Menurut pasal 39 ayat 2 no 1 tahun 1974 untuk melakukan perceraian harus cukup alas an bahwa antara suami isteri tidak akan dapat hidup rukun sebagai suami isteri lagi
Undang-Undang tidak membolehkan perceraian dengan permufakatan saja antara suami dan istri,tetapi harus ada alasan yang sah.alasan-alasan tersebut diantaranya:
a.Zina (overspel)
b.Ditinggalkan dengan sengaja (kwaadwillige verlating)
c.Penghukuman yang melebihi 5 tahun karena dipersalahkan melakukan suatu kejahatan ,dan
d.penganiayaan berat atau membahayakan jiwa.

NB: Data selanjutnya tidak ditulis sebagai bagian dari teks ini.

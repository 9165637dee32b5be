//! Accessibility needs catalog
//!
//! The catalog is plain data: every selectable need is an
//! [`AccessibilityNeed`] record with a declarative effect, and every pairwise
//! override is a [`CombinationRule`]. The resolver folds over these tables;
//! nothing here branches on need ids.

use crate::config::{Contrast, Flag, FontSize, NeedId, Value};
use once_cell::sync::Lazy;
use serde::Serialize;
use std::collections::HashMap;
use std::fmt;

/// Grouping shown by the needs selector
#[derive(Debug, Clone, Copy, PartialEq, Eq, Hash, PartialOrd, Ord, Serialize)]
#[serde(rename_all = "lowercase")]
pub enum NeedCategory {
    /// No specific need
    None,
    /// Vision
    Visual,
    /// Hearing
    Hearing,
    /// Movement and control
    Motor,
    /// Speech
    Communication,
    /// Thinking and memory
    Cognitive,
    /// Temporary or situational
    Situational,
}

impl NeedCategory {
    /// All categories in display order
    pub const ALL: [NeedCategory; 7] = [
        NeedCategory::None,
        NeedCategory::Visual,
        NeedCategory::Hearing,
        NeedCategory::Motor,
        NeedCategory::Communication,
        NeedCategory::Cognitive,
        NeedCategory::Situational,
    ];

    /// Heading used when grouping needs
    #[must_use]
    pub fn label(self) -> &'static str {
        match self {
            Self::None => "Standard",
            Self::Visual => "Vision",
            Self::Hearing => "Hearing",
            Self::Motor => "Movement and Control",
            Self::Communication => "Communication",
            Self::Cognitive => "Thinking and Memory",
            Self::Situational => "Temporary or Situational",
        }
    }
}

impl fmt::Display for NeedCategory {
    fn fmt(&self, f: &mut fmt::Formatter<'_>) -> fmt::Result {
        f.write_str(self.label())
    }
}

/// A selectable accessibility need
#[derive(Debug, Clone, PartialEq)]
pub struct AccessibilityNeed {
    /// Stable identifier
    pub id: &'static str,
    /// Short first-person label
    pub label: &'static str,
    /// Selector grouping
    pub category: NeedCategory,
    /// What selecting this need changes
    pub description: &'static str,
    /// Flags forced on
    pub enables: &'static [Flag],
    /// Explicit overrides, applied after `enables`
    pub sets: &'static [(Flag, Value)],
}

impl AccessibilityNeed {
    /// Owned id
    #[inline]
    #[must_use]
    pub fn need_id(&self) -> NeedId {
        NeedId::from(self.id)
    }
}

/// Override applied when two needs are selected together
#[derive(Debug, Clone, PartialEq)]
pub struct CombinationRule {
    /// Unordered pair of need ids
    pub needs: (&'static str, &'static str),
    /// Values forced when both are present
    pub effects: &'static [(Flag, Value)],
}

impl CombinationRule {
    /// Whether both needs of the pair are selected
    #[must_use]
    pub fn applies<'a>(&self, mut selected: impl Iterator<Item = &'a str> + Clone) -> bool {
        let (a, b) = self.needs;
        selected.clone().any(|id| id == a) && selected.any(|id| id == b)
    }
}

/// Sentinel need for users without specific requirements
pub const NO_NEEDS: &str = "no-needs";

/// Every selectable need, in resolution order
pub static NEEDS: &[AccessibilityNeed] = &[
    AccessibilityNeed {
        id: NO_NEEDS,
        label: "I can see, hear, and use my hands normally",
        category: NeedCategory::None,
        description: "Use the standard interface without adaptations.",
        enables: &[],
        sets: &[],
    },
    AccessibilityNeed {
        id: "cant-see",
        label: "I can't see the screen",
        category: NeedCategory::Visual,
        description: "Everything is read aloud, and you can move around by voice or keyboard.",
        enables: &[
            Flag::VoiceNavigation,
            Flag::DescriptiveAudio,
            Flag::AudioFeedback,
            Flag::KeyboardNavigation,
            Flag::SpatialGuidance,
            Flag::AutoReadContent,
            Flag::ScreenReaderOptimized,
        ],
        sets: &[(Flag::FontSize, Value::FontSize(FontSize::Large))],
    },
    AccessibilityNeed {
        id: "low-vision",
        label: "I have difficulty seeing small text",
        category: NeedCategory::Visual,
        description: "Larger text, stronger colors, and spoken confirmations.",
        enables: &[Flag::AudioFeedback],
        sets: &[
            (Flag::FontSize, Value::FontSize(FontSize::XLarge)),
            (Flag::Contrast, Value::Contrast(Contrast::High)),
        ],
    },
    AccessibilityNeed {
        id: "cant-hear",
        label: "I can't hear sounds",
        category: NeedCategory::Hearing,
        description: "All feedback is shown on screen instead of spoken.",
        enables: &[Flag::VisualConfirmations],
        sets: &[(Flag::AudioFeedback, Value::Bool(false))],
    },
    AccessibilityNeed {
        id: "hard-of-hearing",
        label: "I have difficulty hearing",
        category: NeedCategory::Hearing,
        description: "Visual confirmations alongside louder, slower speech.",
        enables: &[Flag::VisualConfirmations],
        sets: &[
            (Flag::SpeechVolume, Value::Number(1.0)),
            (Flag::SpeechRate, Value::Number(0.9)),
        ],
    },
    AccessibilityNeed {
        id: "cant-use-hands",
        label: "I can't use my hands",
        category: NeedCategory::Motor,
        description: "Control the application entirely with your voice.",
        enables: &[
            Flag::VoiceNavigation,
            Flag::VoiceInput,
            Flag::AudioFeedback,
            Flag::AutoSave,
        ],
        sets: &[],
    },
    AccessibilityNeed {
        id: "limited-dexterity",
        label: "I have limited hand movement",
        category: NeedCategory::Motor,
        description: "Keyboard shortcuts reduce the number of precise movements needed.",
        enables: &[
            Flag::KeyboardNavigation,
            Flag::KeyboardShortcuts,
            Flag::AutoSave,
        ],
        sets: &[(Flag::ReducedMotion, Value::Bool(true))],
    },
    AccessibilityNeed {
        id: "cant-speak",
        label: "I can't speak",
        category: NeedCategory::Communication,
        description: "Voice commands are turned off; use the keyboard instead.",
        enables: &[Flag::KeyboardNavigation, Flag::KeyboardShortcuts],
        sets: &[
            (Flag::VoiceNavigation, Value::Bool(false)),
            (Flag::VoiceInput, Value::Bool(false)),
        ],
    },
    AccessibilityNeed {
        id: "needs-simplicity",
        label: "I prefer simple, step-by-step screens",
        category: NeedCategory::Cognitive,
        description: "One task at a time, calmer animations, and slower speech.",
        enables: &[Flag::FocusMode, Flag::VisualConfirmations, Flag::AutoSave],
        sets: &[
            (Flag::ReducedMotion, Value::Bool(true)),
            (Flag::SpeechRate, Value::Number(0.8)),
        ],
    },
    AccessibilityNeed {
        id: "noisy-environment",
        label: "I'm in a noisy place",
        category: NeedCategory::Situational,
        description: "Feedback is shown on screen because sound may be missed.",
        enables: &[Flag::VisualConfirmations],
        sets: &[(Flag::AudioFeedback, Value::Bool(false))],
    },
    AccessibilityNeed {
        id: "quiet-environment",
        label: "I can't use sound right now",
        category: NeedCategory::Situational,
        description: "The application stays silent.",
        enables: &[Flag::VisualConfirmations],
        sets: &[
            (Flag::AudioFeedback, Value::Bool(false)),
            (Flag::DescriptiveAudio, Value::Bool(false)),
        ],
    },
];

/// Pairwise overrides, applied in order after every need
pub static COMBINATION_RULES: &[CombinationRule] = &[
    CombinationRule {
        needs: ("cant-hear", "cant-see"),
        effects: &[
            (Flag::HapticFeedback, Value::Bool(true)),
            (Flag::VoiceInput, Value::Bool(true)),
            (Flag::VisualConfirmations, Value::Bool(true)),
            (Flag::DescriptiveAudio, Value::Bool(true)),
            (Flag::SpatialGuidance, Value::Bool(true)),
        ],
    },
    CombinationRule {
        needs: ("cant-hear", "cant-use-hands"),
        effects: &[
            (Flag::VoiceInput, Value::Bool(true)),
            (Flag::VisualConfirmations, Value::Bool(true)),
            (Flag::AudioFeedback, Value::Bool(false)),
            (Flag::SpatialGuidance, Value::Bool(true)),
        ],
    },
    CombinationRule {
        needs: ("cant-see", "cant-speak"),
        effects: &[
            (Flag::KeyboardNavigation, Value::Bool(true)),
            (Flag::KeyboardShortcuts, Value::Bool(true)),
            (Flag::DescriptiveAudio, Value::Bool(true)),
            (Flag::SpatialGuidance, Value::Bool(true)),
        ],
    },
];

static BY_ID: Lazy<HashMap<&'static str, &'static AccessibilityNeed>> =
    Lazy::new(|| NEEDS.iter().map(|need| (need.id, need)).collect());

/// Look up a need by id
#[inline]
#[must_use]
pub fn find(id: &str) -> Option<&'static AccessibilityNeed> {
    BY_ID.get(id).copied()
}

/// Whether `id` names a catalog need
#[inline]
#[must_use]
pub fn contains(id: &str) -> bool {
    BY_ID.contains_key(id)
}

/// Needs grouped by category, categories in display order
#[must_use]
pub fn grouped() -> Vec<(NeedCategory, Vec<&'static AccessibilityNeed>)> {
    NeedCategory::ALL
        .iter()
        .map(|&category| {
            let needs: Vec<&'static AccessibilityNeed> =
                NEEDS.iter().filter(|n| n.category == category).collect();
            (category, needs)
        })
        .filter(|(_, needs)| !needs.is_empty())
        .collect()
}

Dalam undang-undang perkawinan disebutkan bahwa perkawinan dapat putus karena 3 hal yaitu: kematian,perceraian dan atas keputusan pengadilan .dimana perceraian pada hakikatnya dapat diatasi/dapat dihindari agar tidak terjadi. Putusnya perkawinan karena perceraian dapat terjadi karena gugatan dari salah satu pihak dari suami/isteri dimana gugatan itu terjadi karena ketidak cocokan terhadap pasangannya/karna adanya perbedaan pendapat/sudah tidak lagi saling pengertian diantara mereka dan masing-masing tidak dapat mengendalikan diri serta masing-masing ingin sebagai pihak yang benar.
Berdasarkan alasan-alasan yang disebutkan bahwa dalam undang-undang perkawinan menuntut dijamin agar perceraian diatur seadil-adilnya .alasan yang secara limitative ditentukan dalam penjelasan pasal 39 ayat 2 undang-undang perkawinan ditentukan kembali dalampasal 19 peraturan pemerintah no 9 tahun 1975,maka tidak dapat dilakukan perceraian


PEMISAHAN KEKAYAAN
Untuk melindungi si isteri terhadap kekuasaan si suami yang sangat luas itu atas kekayaan bersama serta kekeyaan pribadi si isteri undang-undang memberikan kpada si isteri suatu hak untuk meminta pada hakim supaya diadakan pemisahan kekayaan dengan tetap berlangsungnya perkawinan.
Pemisahan kekayaan itu dapat diminta oleh si isteri :
a. Apabila si suami dengan kelakuan yang nyata-nyata tidak baik,mengorbankan kekayaan bersama dan membahayakan keselamatan keluarga;
b. Apabila si suami melakukan pengurusan yang buruk terhadap kekayaan si isteri,hingga ada ke khawatiran kekeyaan iniakan menjadi habis;
c. Apabila si suami mengobralkan kekayaan sendiri,hingga si isteri akan kehilangan tanggunan yang oleh undang-undang diberikan padanya atas kekayaan tersebut karena pengurusn yang dilakukan oleh suami terhadap kekayaan isteri nya.
Gugatan untuk mendapatkan pemisahan kekayan ,harus diumumkan dahulu sebelum dipriksa dan diputuuskan oleh hakim,sedangkan putusan hakim ini pun harus di umumkan.ini unyuk menjaga kepentingan-kepentingan pihak ke tiga , terutama orang-orang yang mempunyai piutang terhadap si suami.mereka itu dapat mengajukan perlawanan terhadap diadakannya pemisahan kekayaan.
Selain membawa pemisahan kekayaan,putusan hakim berakibat pula, si isteri memeroleh kembali haknya untuk mengurus kekayaannya sendiri dan berhak mempergunakan segala penghasilannya sendiri sesukanya. Akan tetapi,karena perkawinan belum diputuskan,ia masih tetap tidak cakap menurut undang-undang untuk bertindak sendiri dalam hukum .Pemisahan kekayaan dapat diakhiri atas persetujuan kedua belah pihak dengan meletakkan persetujuan itu dalam suatu akte notaries , yang harus diumumkan sama seperti yang ditentukan untuk pengumuman putusan hakim dalam mengadalan pemisahan itu.